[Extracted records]

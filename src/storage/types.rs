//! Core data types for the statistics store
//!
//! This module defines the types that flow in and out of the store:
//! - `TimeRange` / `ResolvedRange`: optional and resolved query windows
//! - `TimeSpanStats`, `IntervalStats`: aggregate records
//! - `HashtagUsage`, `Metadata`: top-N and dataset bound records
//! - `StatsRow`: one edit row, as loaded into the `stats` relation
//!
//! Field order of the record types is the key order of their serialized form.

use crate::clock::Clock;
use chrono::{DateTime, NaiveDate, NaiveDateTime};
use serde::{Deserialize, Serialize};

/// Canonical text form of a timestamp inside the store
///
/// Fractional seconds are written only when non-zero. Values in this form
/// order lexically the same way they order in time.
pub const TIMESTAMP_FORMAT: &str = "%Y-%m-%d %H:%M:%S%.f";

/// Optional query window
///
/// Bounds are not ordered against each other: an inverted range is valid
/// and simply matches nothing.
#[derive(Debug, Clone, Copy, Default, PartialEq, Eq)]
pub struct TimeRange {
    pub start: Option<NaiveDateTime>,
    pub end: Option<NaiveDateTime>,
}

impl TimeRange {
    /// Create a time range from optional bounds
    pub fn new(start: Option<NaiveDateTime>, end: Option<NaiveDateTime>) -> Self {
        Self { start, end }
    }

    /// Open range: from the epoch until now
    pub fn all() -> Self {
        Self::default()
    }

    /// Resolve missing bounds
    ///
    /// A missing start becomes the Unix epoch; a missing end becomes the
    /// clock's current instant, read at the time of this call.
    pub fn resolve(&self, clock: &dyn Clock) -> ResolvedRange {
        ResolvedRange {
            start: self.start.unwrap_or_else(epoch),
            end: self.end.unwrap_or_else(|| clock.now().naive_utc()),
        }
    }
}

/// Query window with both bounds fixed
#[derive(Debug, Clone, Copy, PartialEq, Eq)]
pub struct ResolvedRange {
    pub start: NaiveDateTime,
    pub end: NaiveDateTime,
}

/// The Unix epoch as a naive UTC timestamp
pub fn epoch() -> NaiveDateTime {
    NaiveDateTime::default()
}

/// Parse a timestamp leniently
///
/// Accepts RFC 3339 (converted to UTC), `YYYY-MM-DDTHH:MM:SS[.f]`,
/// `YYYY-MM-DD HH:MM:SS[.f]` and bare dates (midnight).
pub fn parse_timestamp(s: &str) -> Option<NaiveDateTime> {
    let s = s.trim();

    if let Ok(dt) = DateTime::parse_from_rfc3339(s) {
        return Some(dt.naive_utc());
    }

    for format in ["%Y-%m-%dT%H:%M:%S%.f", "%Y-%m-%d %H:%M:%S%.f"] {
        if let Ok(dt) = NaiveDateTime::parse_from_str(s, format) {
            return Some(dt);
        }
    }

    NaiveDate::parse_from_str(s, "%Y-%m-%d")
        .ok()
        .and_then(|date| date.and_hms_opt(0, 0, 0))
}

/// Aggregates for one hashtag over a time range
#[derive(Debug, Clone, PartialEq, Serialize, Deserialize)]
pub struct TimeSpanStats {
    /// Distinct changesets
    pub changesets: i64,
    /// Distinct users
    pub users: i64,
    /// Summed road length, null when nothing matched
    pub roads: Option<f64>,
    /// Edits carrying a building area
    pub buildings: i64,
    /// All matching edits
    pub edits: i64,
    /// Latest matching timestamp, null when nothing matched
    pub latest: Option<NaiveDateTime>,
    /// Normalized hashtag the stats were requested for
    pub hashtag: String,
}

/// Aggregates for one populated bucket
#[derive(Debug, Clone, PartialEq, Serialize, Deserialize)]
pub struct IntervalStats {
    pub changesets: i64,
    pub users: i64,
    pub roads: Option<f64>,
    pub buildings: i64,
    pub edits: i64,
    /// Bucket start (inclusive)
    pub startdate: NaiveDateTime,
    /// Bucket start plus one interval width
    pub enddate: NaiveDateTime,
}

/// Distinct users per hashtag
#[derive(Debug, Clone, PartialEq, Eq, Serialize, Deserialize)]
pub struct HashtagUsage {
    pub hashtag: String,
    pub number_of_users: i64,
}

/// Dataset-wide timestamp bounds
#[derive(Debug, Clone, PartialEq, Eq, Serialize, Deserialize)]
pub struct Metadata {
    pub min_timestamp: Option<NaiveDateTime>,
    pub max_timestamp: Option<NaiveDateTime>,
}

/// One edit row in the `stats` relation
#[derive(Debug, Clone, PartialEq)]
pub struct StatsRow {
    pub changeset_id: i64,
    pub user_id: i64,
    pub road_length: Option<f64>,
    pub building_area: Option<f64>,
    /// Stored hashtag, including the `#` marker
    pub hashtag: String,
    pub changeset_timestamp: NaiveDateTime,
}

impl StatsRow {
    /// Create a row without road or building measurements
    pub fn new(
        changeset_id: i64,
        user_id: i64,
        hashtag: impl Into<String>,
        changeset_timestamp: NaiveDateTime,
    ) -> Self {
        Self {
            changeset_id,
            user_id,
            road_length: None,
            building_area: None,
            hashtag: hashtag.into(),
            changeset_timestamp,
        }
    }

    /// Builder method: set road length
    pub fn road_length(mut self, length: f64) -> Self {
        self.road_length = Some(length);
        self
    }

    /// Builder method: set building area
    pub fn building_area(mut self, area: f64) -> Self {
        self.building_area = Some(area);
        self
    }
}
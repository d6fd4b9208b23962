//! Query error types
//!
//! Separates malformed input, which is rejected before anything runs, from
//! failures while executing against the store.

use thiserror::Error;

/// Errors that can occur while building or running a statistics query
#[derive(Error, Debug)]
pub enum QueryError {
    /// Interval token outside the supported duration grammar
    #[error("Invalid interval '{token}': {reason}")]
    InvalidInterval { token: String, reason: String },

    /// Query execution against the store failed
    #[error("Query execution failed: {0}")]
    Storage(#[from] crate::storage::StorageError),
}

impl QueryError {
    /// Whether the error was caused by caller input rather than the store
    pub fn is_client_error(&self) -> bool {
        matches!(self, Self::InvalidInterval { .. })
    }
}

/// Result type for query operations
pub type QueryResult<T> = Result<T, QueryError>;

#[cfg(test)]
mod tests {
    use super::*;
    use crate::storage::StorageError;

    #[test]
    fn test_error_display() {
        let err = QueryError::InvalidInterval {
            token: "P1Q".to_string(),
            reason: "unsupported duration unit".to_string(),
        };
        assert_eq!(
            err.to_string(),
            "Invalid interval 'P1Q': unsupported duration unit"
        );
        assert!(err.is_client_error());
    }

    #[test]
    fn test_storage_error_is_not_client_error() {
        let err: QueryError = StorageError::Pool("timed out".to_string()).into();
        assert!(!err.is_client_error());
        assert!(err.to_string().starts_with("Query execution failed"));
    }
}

* _Problem_: All of the records above are to be printed again exactly as they appear.

* _Answer area_:
filename src/storage/types.rs
//! Core data types for the statistics store
//!
//! This module defines the types that flow in and out of the store:
//! - `TimeRange` / `ResolvedRange`: optional and resolved query windows
//! - `TimeSpanStats`, `IntervalStats`: aggregate records
//! - `HashtagUsage`, `Metadata`: top-N and dataset bound records
//! - `StatsRow`: one edit row, as loaded into the `stats` relation
//!
//! Field order of the record types is the key order of their serialized form.

use crate::clock::Clock;
use chrono::{DateTime, NaiveDate, NaiveDateTime};
use serde::{Deserialize, Serialize};

/// Canonical text form of a timestamp inside the store
///
/// Fractional seconds are written only when non-zero. Values in this form
/// order lexically the same way they order in time.
pub const TIMESTAMP_FORMAT: &str = "%Y-%m-%d %H:%M:%S%.f";

/// Optional query window
///
/// Bounds are not ordered against each other: an inverted range is valid
/// and simply matches nothing.
#[derive(Debug, Clone, Copy, Default, PartialEq, Eq)]
pub struct TimeRange {
    pub start: Option<NaiveDateTime>,
    pub end: Option<NaiveDateTime>,
}

impl TimeRange {
    /// Create a time range from optional bounds
    pub fn new(start: Option<NaiveDateTime>, end: Option<NaiveDateTime>) -> Self {
        Self { start, end }
    }

    /// Open range: from the epoch until now
    pub fn all() -> Self {
        Self::default()
    }

    /// Resolve missing bounds
    ///
    /// A missing start becomes the Unix epoch; a missing end becomes the
    /// clock's current instant, read at the time of this call.
    pub fn resolve(&self, clock: &dyn Clock) -> ResolvedRange {
        ResolvedRange {
            start: self.start.unwrap_or_else(epoch),
            end: self.end.unwrap_or_else(|| clock.now().naive_utc()),
        }
    }
}

/// Query window with both bounds fixed
#[derive(Debug, Clone, Copy, PartialEq, Eq)]
pub struct ResolvedRange {
    pub start: NaiveDateTime,
    pub end: NaiveDateTime,
}

/// The Unix epoch as a naive UTC timestamp
pub fn epoch() -> NaiveDateTime {
    NaiveDateTime::default()
}

/// Parse a timestamp leniently
///
/// Accepts RFC 3339 (converted to UTC), `YYYY-MM-DDTHH:MM:SS[.f]`,
/// `YYYY-MM-DD HH:MM:SS[.f]` and bare dates (midnight).
pub fn parse_timestamp(s: &str) -> Option<NaiveDateTime> {
    let s = s.trim();

    if let Ok(dt) = DateTime::parse_from_rfc3339(s) {
        return Some(dt.naive_utc());
    }

    for format in ["%Y-%m-%dT%H:%M:%S%.f", "%Y-%m-%d %H:%M:%S%.f"] {
        if let Ok(dt) = NaiveDateTime::parse_from_str(s, format) {
            return Some(dt);
        }
    }

    NaiveDate::parse_from_str(s, "%Y-%m-%d")
        .ok()
        .and_then(|date| date.and_hms_opt(0, 0, 0))
}

/// Aggregates for one hashtag over a time range
#[derive(Debug, Clone, PartialEq, Serialize, Deserialize)]
pub struct TimeSpanStats {
    /// Distinct changesets
    pub changesets: i64,
    /// Distinct users
    pub users: i64,
    /// Summed road length, null when nothing matched
    pub roads: Option<f64>,
    /// Edits carrying a building area
    pub buildings: i64,
    /// All matching edits
    pub edits: i64,
    /// Latest matching timestamp, null when nothing matched
    pub latest: Option<NaiveDateTime>,
    /// Normalized hashtag the stats were requested for
    pub hashtag: String,
}

/// Aggregates for one populated bucket
#[derive(Debug, Clone, PartialEq, Serialize, Deserialize)]
pub struct IntervalStats {
    pub changesets: i64,
    pub users: i64,
    pub roads: Option<f64>,
    pub buildings: i64,
    pub edits: i64,
    /// Bucket start (inclusive)
    pub startdate: NaiveDateTime,
    /// Bucket start plus one interval width
    pub enddate: NaiveDateTime,
}

/// Distinct users per hashtag
#[derive(Debug, Clone, PartialEq, Eq, Serialize, Deserialize)]
pub struct HashtagUsage {
    pub hashtag: String,
    pub number_of_users: i64,
}

/// Dataset-wide timestamp bounds
#[derive(Debug, Clone, PartialEq, Eq, Serialize, Deserialize)]
pub struct Metadata {
    pub min_timestamp: Option<NaiveDateTime>,
    pub max_timestamp: Option<NaiveDateTime>,
}

/// One edit row in the `stats` relation
#[derive(Debug, Clone, PartialEq)]
pub struct StatsRow {
    pub changeset_id: i64,
    pub user_id: i64,
    pub road_length: Option<f64>,
    pub building_area: Option<f64>,
    /// Stored hashtag, including the `#` marker
    pub hashtag: String,
    pub changeset_timestamp: NaiveDateTime,
}

impl StatsRow {
    /// Create a row without road or building measurements
    pub fn new(
        changeset_id: i64,
        user_id: i64,
        hashtag: impl Into<String>,
        changeset_timestamp: NaiveDateTime,
    ) -> Self {
        Self {
            changeset_id,
            user_id,
            road_length: None,
            building_area: None,
            hashtag: hashtag.into(),
            changeset_timestamp,
        }
    }

    /// Builder method: set road length
    pub fn road_length(mut self, length: f64) -> Self {
        self.road_length = Some(length);
        self
    }

    /// Builder method: set building area
    pub fn building_area(mut self, area: f64) -> Self {
        self.building_area = Some(area);
        self
    }
}
repository d6fd4b9208b23962
//! Query error types
//!
//! Separates malformed input, which is rejected before anything runs, from
//! failures while executing against the store.

use thiserror::Error;

/// Errors that can occur while building or running a statistics query
#[derive(Error, Debug)]
pub enum QueryError {
    /// Interval token outside the supported duration grammar
    #[error("Invalid interval '{token}': {reason}")]
    InvalidInterval { token: String, reason: String },

    /// Query execution against the store failed
    #[error("Query execution failed: {0}")]
    Storage(#[from] crate::storage::StorageError),
}

impl QueryError {
    /// Whether the error was caused by caller input rather than the store
    pub fn is_client_error(&self) -> bool {
        matches!(self, Self::InvalidInterval { .. })
    }
}

/// Result type for query operations
pub type QueryResult<T> = Result<T, QueryError>;

#[cfg(test)]
mod tests {
    use super::*;
    use crate::storage::StorageError;

    #[test]
    fn test_error_display() {
        let err = QueryError::InvalidInterval {
            token: "P1Q".to_string(),
            reason: "unsupported duration unit".to_string(),
        };
        assert_eq!(
            err.to_string(),
            "Invalid interval 'P1Q': unsupported duration unit"
        );
        assert!(err.is_client_error());
    }

    #[test]
    fn test_storage_error_is_not_client_error() {
        let err: QueryError = StorageError::Pool("timed out".to_string()).into();
        assert!(!err.is_client_error());
        assert!(err.to_string().starts_with("Query execution failed"));
    }
}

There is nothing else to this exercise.